Double Portrait – Conversation with Whitney McVeigh

December 13, 2011


Untitled I, 2009
acrylic monoprint on paper
122 cm x 153 cm

“The subject does not pre-exist. It emerges out of the interaction between the artist and the medium.” – Robert Motherwell, A Process of Painting 1964. Would you say that this is a true statement with regards to your own approach to painting?
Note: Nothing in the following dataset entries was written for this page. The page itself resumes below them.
impl BoardOrderingEngine {
    pub fn new(
        board: BoardModel,
        column_store: Arc<dyn ColumnStore>,
        issue_store: Arc<dyn IssueStore>,
    ) -> Self {
        let (events, _) = broadcast::channel(EVENT_CAPACITY);
        Self {
            board: Mutex::new(board),
            column_store,
            issue_store,
            locks: EntityLocks::new(),
            activity: ActivityRecorder::disabled(),
            evaluator: PermissionEvaluator::new(),
            events,
            next_op: AtomicU64::new(1),
            next_provisional: AtomicI64::new(-1),
        }
    }

    pub fn with_activity(mut self, activity: ActivityRecorder) -> Self {
        self.activity = activity;
        self
    }

    pub fn subscribe(&self) -> broadcast::Receiver<BoardEvent> {
        self.events.subscribe()
    }

    /// Copy of the current board, optimistic changes included.
    pub fn board(&self) -> Result<BoardModel, BoardError> {
        Ok(self.lock_board()?.clone())
    }

    pub fn generation(&self) -> Result<u64, BoardError> {
        Ok(self.lock_board()?.generation())
    }

    pub fn project_id(&self) -> Result<ProjectId, BoardError> {
        Ok(self.lock_board()?.project().id)
    }

    /// True while an operation on `key` is applied but not yet settled, or
    /// waiting to run.
    pub fn is_in_flight(&self, key: LockKey) -> bool {
        self.locks.in_flight(key)
    }

    // ── Reload ───────────────────────────────────────────────────────

    /// Replace the board contents from a fresh load. In-flight operations
    /// are abandoned and their results discarded when they resolve.
    pub fn replace_all(
        &self,
        columns: Vec<Column>,
        issues_by_column: BTreeMap<ColumnId, Vec<Issue>>,
    ) -> Result<u64, BoardError> {
        let mut board = self.lock_board()?;
        let generation = board.replace_all(columns, issues_by_column)?;
        self.locks.reset();
        info!(project_id = board.project().id, generation, "board reloaded");
        self.emit(BoardEvent::Reloaded {
            generation,
            board: board.clone(),
        });
        Ok(generation)
    }

    /// Open another project. The previous board and its locks are dropped.
    pub fn switch_project(&self, mut next: BoardModel) -> Result<u64, BoardError> {
        next.check_invariants()?;
        let mut board = self.lock_board()?;
        let generation = board.generation() + 1;
        next.set_generation(generation);
        *board = next;
        self.locks.reset();
        info!(project_id = board.project().id, generation, "switched project");
        self.emit(BoardEvent::Reloaded {
            generation,
            board: board.clone(),
        });
        Ok(generation)
    }

    // ── Columns ──────────────────────────────────────────────────────

    pub async fn move_column(
        &self,
        actor: &Actor,
        source_index: usize,
        dest_index: usize,
    ) -> Result<Settled<()>, BoardError> {
        let evaluator = self.evaluator;
        let settled = self
            .run(
                actor,
                |_| Ok(vec![LockKey::Layout]),
                |board| {
                    if !evaluator.can_manage_project(actor, board.project()) {
                        return Err(denied("move column"));
                    }
                    transition::move_column(board, source_index, dest_index)
                },
            )
            .await?;
        Ok(settled.map(|_| ()))
    }

    pub async fn create_column(
        &self,
        actor: &Actor,
        title: &str,
    ) -> Result<Settled<Column>, BoardError> {
        let evaluator = self.evaluator;
        let settled = self
            .run(
                actor,
                |board| {
                    Ok(vec![
                        LockKey::Layout,
                        LockKey::Column(transition::next_custom_column_id(board)),
                    ])
                },
                |board| {
                    if !evaluator.can_manage_project(actor, board.project()) {
                        return Err(denied("create column"));
                    }
                    transition::create_column(board, title)
                },
            )
            .await?;
        settled
            .map(|c| c.board.columns().last().cloned())
            .require("column")
    }

    pub async fn rename_column(
        &self,
        actor: &Actor,
        column_id: ColumnId,
        title: &str,
    ) -> Result<Settled<Column>, BoardError> {
        let evaluator = self.evaluator;
        let settled = self
            .run(
                actor,
                |_| Ok(vec![LockKey::Layout, LockKey::Column(column_id)]),
                |board| {
                    transition::protect_default_column(column_id)?;
                    if !evaluator.can_manage_project(actor, board.project()) {
                        return Err(denied("rename column"));
                    }
                    transition::rename_column(board, column_id, title)
                },
            )
            .await?;
        settled
            .map(|c| c.board.column(column_id).cloned())
            .require("column")
    }

    pub async fn delete_column(
        &self,
        actor: &Actor,
        column_id: ColumnId,
    ) -> Result<Settled<()>, BoardError> {
        let evaluator = self.evaluator;
        let settled = self
            .run(
                actor,
                |_| Ok(vec![LockKey::Layout, LockKey::Column(column_id)]),
                |board| {
                    transition::protect_default_column(column_id)?;
                    if !evaluator.can_manage_project(actor, board.project()) {
                        return Err(denied("delete column"));
                    }
                    transition::delete_column(board, column_id)
                },
            )
            .await?;
        Ok(settled.map(|_| ()))
    }

    // ── Issues ───────────────────────────────────────────────────────

    pub async fn move_issue(
        &self,
        actor: &Actor,
        issue_id: IssueId,
        source_column_id: ColumnId,
        dest_column_id: ColumnId,
        dest_index: usize,
    ) -> Result<Settled<()>, BoardError> {
        let evaluator = self.evaluator;
        let settled = self
            .run(
                actor,
                |_| {
                    Ok(vec![
                        LockKey::Issue(issue_id),
                        LockKey::Column(source_column_id),
                        LockKey::Column(dest_column_id),
                    ])
                },
                |board| {
                    let project = board.project();
                    let allowed = if source_column_id == dest_column_id {
                        evaluator.can_manage_issues(actor, project)
                    } else {
                        let assignee = board.issue(issue_id).and_then(|i| i.assignee_id);
                        evaluator.can_move_issue_between_columns(actor, project, assignee)
                    };
                    if !allowed {
                        return Err(denied("move issue"));
                    }
                    transition::move_issue(
                        board,
                        issue_id,
                        source_column_id,
                        dest_column_id,
                        dest_index,
                    )
                },
            )
            .await?;
        Ok(settled.map(|_| ()))
    }

    /// Append a new issue to a column. The committed issue carries the id
    /// assigned by the store.
    pub async fn create_issue(
        &self,
        actor: &Actor,
        column_id: ColumnId,
        new: NewIssue,
    ) -> Result<Settled<Issue>, BoardError> {
        let evaluator = self.evaluator;
        let provisional = self.next_provisional.fetch_sub(1, Ordering::Relaxed);
        let settled = self
            .run(
                actor,
                |_| Ok(vec![LockKey::Column(column_id)]),
                |board| {
                    if !evaluator.can_create_issue(actor, board.project()) {
                        return Err(denied("create issue"));
                    }
                    transition::create_issue(board, column_id, new, actor.id, provisional)
                },
            )
            .await?;
        settled
            .map(|c| c.created_issue.and_then(|id| c.board.issue(id).cloned()))
            .require("issue")
    }

    pub async fn update_issue(
        &self,
        actor: &Actor,
        issue_id: IssueId,
        patch: IssuePatch,
    ) -> Result<Settled<Issue>, BoardError> {
        let evaluator = self.evaluator;
        let settled = self
            .run(
                actor,
                |board| issue_keys(board, issue_id),
                |board| {
                    let issue = board.issue(issue_id).ok_or(BoardError::NotFound {
                        entity: "issue",
                        id: issue_id,
                    })?;
                    if !evaluator.can_edit_issue(actor, board.project(), issue) {
                        return Err(denied("update issue"));
                    }
                    transition::update_issue(board, issue_id, patch)
                },
            )
            .await?;
        settled
            .map(|c| c.board.issue(issue_id).cloned())
            .require("issue")
    }

    pub async fn delete_issue(
        &self,
        actor: &Actor,
        issue_id: IssueId,
    ) -> Result<Settled<()>, BoardError> {
        let evaluator = self.evaluator;
        let settled = self
            .run(
                actor,
                |board| issue_keys(board, issue_id),
                |board| {
                    if !evaluator.can_manage_issues(actor, board.project()) {
                        return Err(denied("delete issue"));
                    }
                    transition::delete_issue(board, issue_id)
                },
            )
            .await?;
        Ok(settled.map(|_| ()))
    }

    // ── Core ─────────────────────────────────────────────────────────

    /// Lock, apply, persist, then commit or roll back.
    ///
    /// `keys` is evaluated against the current board; if the keys change
    /// while waiting for them (an issue moved, a column was created) the
    /// locks are released and taken again.
    async fn run<K, P>(
        &self,
        actor: &Actor,
        keys: K,
        plan: P,
    ) -> Result<Settled<Committed>, BoardError>
    where
        K: Fn(&BoardModel) -> Result<Vec<LockKey>, BoardError>,
        P: FnOnce(&BoardModel) -> Result<Transition, BoardError>,
    {
        let (generation, mut wanted) = {
            let board = self.lock_board()?;
            (board.generation(), keys(&board)?)
        };
        let held = loop {
            let held = self.locks.acquire(&wanted).await;
            let board = self.lock_board()?;
            if board.generation() != generation {
                debug!(generation, "operation superseded by reload");
                return Err(BoardError::Superseded);
            }
            let current = keys(&board)?;
            if current == wanted {
                break held;
            }
            wanted = current;
        };

        let op_id = self.next_op.fetch_add(1, Ordering::Relaxed);
        let (command, snapshot, note, project_id) = {
            let mut board = self.lock_board()?;
            let transition = plan(&board)?;
            transition.board.check_invariants()?;
            let snapshot = board.capture(&transition.partitions);
            *board = transition.board;
            debug!(op_id, operation = transition.command.name(), actor_id = actor.id, "applied");
            self.emit(BoardEvent::Applied {
                op_id,
                operation: transition.command.name(),
                board: board.clone(),
            });
            (
                transition.command,
                snapshot,
                transition.activity,
                board.project().id,
            )
        };
        let operation = command.name();

        let result = dispatch(&command, &*self.column_store, &*self.issue_store).await;

        let mut board = self.lock_board()?;
        if board.generation() != generation {
            info!(op_id, operation, "board reloaded while in flight; result discarded");
            self.emit(BoardEvent::Discarded { op_id, operation });
            return Ok(Settled::Discarded);
        }

        match result {
            Ok(outcome) => {
                let mut issue_id = note.issue_id;
                let mut created_issue = None;
                if let (CommandOutcome::IssueCreated(id), PersistCommand::CreateIssue { issue }) =
                    (outcome, &command)
                {
                    board.rekey_issue(issue.id, id);
                    issue_id = Some(id);
                    created_issue = Some(id);
                }
                let committed = board.clone();
                drop(board);
                drop(held);

                debug!(op_id, operation, "committed");
                self.emit(BoardEvent::Committed {
                    op_id,
                    operation,
                    board: committed.clone(),
                });

                let mut draft = ActivityEventDraft::new(actor.id, note.kind, project_id)
                    .summary(note.summary);
                if let Some(id) = issue_id {
                    draft = draft.issue(id);
                }
                self.activity.record(draft);

                Ok(Settled::Committed(Committed {
                    board: committed,
                    created_issue,
                }))
            }
            Err(source) => {
                board.restore(snapshot);
                let restored = board.clone();
                drop(board);
                drop(held);

                warn!(op_id, operation, error = %source, "persistence failed; rolled back");
                self.emit(BoardEvent::RolledBack {
                    op_id,
                    operation,
                    error: source.to_string(),
                    board: restored,
                });
                Err(BoardError::PersistenceFailure { operation, source })
            }
        }
    }

    fn lock_board(&self) -> Result<MutexGuard<'_, BoardModel>, BoardError> {
        self.board.lock().map_err(|_| BoardError::LockPoisoned)
    }

    fn emit(&self, event: BoardEvent) {
        // No subscribers is fine.
        let _ = self.events.send(event);
    }
}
Yes, that’s true of the more abstract work. With the large-scale monoprints sometimes I begin with the basic shape of a body simply as a starting point. On the whole though the work is made with no premeditated thought and the image evolves during the process. It’s important to let the materials lead and to see what they’ll bring. One can then shift and change their direction by altering the direction or texture of the paint and then something else altogether happens. It’s about existing in the marks that one’s making and being open to the unexpected and also engaging with the process. If one knew where one would end up before beginning the work, there wouldn’t be a need to make the piece. The subject is therefore found and not described.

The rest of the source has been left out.